**HOW TO COMPLETE THIS TASK:**
Please write out the listing below again in its exact form.

**THE INPUT:**
▬▬▬▬▬▬

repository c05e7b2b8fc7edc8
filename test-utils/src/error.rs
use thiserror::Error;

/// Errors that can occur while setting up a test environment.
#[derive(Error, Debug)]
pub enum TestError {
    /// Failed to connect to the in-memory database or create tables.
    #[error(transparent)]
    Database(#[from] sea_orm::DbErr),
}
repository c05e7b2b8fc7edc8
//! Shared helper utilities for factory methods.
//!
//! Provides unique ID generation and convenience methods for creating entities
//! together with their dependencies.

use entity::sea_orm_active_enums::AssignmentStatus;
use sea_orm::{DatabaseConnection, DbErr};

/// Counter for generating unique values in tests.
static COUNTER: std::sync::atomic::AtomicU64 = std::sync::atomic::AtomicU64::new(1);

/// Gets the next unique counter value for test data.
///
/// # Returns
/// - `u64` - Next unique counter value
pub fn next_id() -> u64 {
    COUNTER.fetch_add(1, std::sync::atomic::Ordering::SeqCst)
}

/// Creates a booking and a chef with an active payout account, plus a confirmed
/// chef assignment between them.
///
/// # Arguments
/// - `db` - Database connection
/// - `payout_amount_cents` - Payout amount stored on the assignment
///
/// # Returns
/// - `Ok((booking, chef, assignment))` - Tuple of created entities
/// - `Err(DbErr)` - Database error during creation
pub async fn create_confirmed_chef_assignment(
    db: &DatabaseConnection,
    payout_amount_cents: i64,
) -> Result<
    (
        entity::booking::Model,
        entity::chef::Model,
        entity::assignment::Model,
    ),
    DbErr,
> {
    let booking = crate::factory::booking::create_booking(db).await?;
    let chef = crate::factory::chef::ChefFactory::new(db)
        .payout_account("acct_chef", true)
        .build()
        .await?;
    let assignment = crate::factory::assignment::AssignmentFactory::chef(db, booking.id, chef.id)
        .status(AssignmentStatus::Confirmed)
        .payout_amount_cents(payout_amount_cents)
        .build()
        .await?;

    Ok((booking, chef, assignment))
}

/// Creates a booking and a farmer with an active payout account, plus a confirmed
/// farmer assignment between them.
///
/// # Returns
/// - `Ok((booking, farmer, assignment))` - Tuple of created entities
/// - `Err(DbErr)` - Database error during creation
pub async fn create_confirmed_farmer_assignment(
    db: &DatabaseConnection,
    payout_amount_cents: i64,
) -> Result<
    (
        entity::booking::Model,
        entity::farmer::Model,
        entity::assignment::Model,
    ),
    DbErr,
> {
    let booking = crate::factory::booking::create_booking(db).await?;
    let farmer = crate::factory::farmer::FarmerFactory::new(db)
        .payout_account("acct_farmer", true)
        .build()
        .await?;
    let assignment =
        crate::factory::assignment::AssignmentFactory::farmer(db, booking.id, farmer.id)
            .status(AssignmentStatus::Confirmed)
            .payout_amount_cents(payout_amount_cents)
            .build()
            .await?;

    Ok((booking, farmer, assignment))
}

▬▬▬▬▬▬

**WORKED SOLUTION:**
repository c05e7b2b8fc7edc8
filename test-utils/src/error.rs
use thiserror::Error;

/// Errors that can occur while setting up a test environment.
#[derive(Error, Debug)]
pub enum TestError {
    /// Failed to connect to the in-memory database or create tables.
    #[error(transparent)]
    Database(#[from] sea_orm::DbErr),
}
repository c05e7b2b8fc7edc8
//! Shared helper utilities for factory methods.
//!
//! Provides unique ID generation and convenience methods for creating entities
//! together with their dependencies.

use entity::sea_orm_active_enums::AssignmentStatus;
use sea_orm::{DatabaseConnection, DbErr};

/// Counter for generating unique values in tests.
static COUNTER: std::sync::atomic::AtomicU64 = std::sync::atomic::AtomicU64::new(1);

/// Gets the next unique counter value for test data.
///
/// # Returns
/// - `u64` - Next unique counter value
pub fn next_id() -> u64 {
    COUNTER.fetch_add(1, std::sync::atomic::Ordering::SeqCst)
}

/// Creates a booking and a chef with an active payout account, plus a confirmed
/// chef assignment between them.
///
/// # Arguments
/// - `db` - Database connection
/// - `payout_amount_cents` - Payout amount stored on the assignment
///
/// # Returns
/// - `Ok((booking, chef, assignment))` - Tuple of created entities
/// - `Err(DbErr)` - Database error during creation
pub async fn create_confirmed_chef_assignment(
    db: &DatabaseConnection,
    payout_amount_cents: i64,
) -> Result<
    (
        entity::booking::Model,
        entity::chef::Model,
        entity::assignment::Model,
    ),
    DbErr,
> {
    let booking = crate::factory::booking::create_booking(db).await?;
    let chef = crate::factory::chef::ChefFactory::new(db)
        .payout_account("acct_chef", true)
        .build()
        .await?;
    let assignment = crate::factory::assignment::AssignmentFactory::chef(db, booking.id, chef.id)
        .status(AssignmentStatus::Confirmed)
        .payout_amount_cents(payout_amount_cents)
        .build()
        .await?;

    Ok((booking, chef, assignment))
}

/// Creates a booking and a farmer with an active payout account, plus a confirmed
/// farmer assignment between them.
///
/// # Returns
/// - `Ok((booking, farmer, assignment))` - Tuple of created entities
/// - `Err(DbErr)` - Database error during creation
pub async fn create_confirmed_farmer_assignment(
    db: &DatabaseConnection,
    payout_amount_cents: i64,
) -> Result<
    (
        entity::booking::Model,
        entity::farmer::Model,
        entity::assignment::Model,
    ),
    DbErr,
> {
    let booking = crate::factory::booking::create_booking(db).await?;
    let farmer = crate::factory::farmer::FarmerFactory::new(db)
        .payout_account("acct_farmer", true)
        .build()
        .await?;
    let assignment =
        crate::factory::assignment::AssignmentFactory::farmer(db, booking.id, farmer.id)
            .status(AssignmentStatus::Confirmed)
            .payout_amount_cents(payout_amount_cents)
            .build()
            .await?;

    Ok((booking, farmer, assignment))
}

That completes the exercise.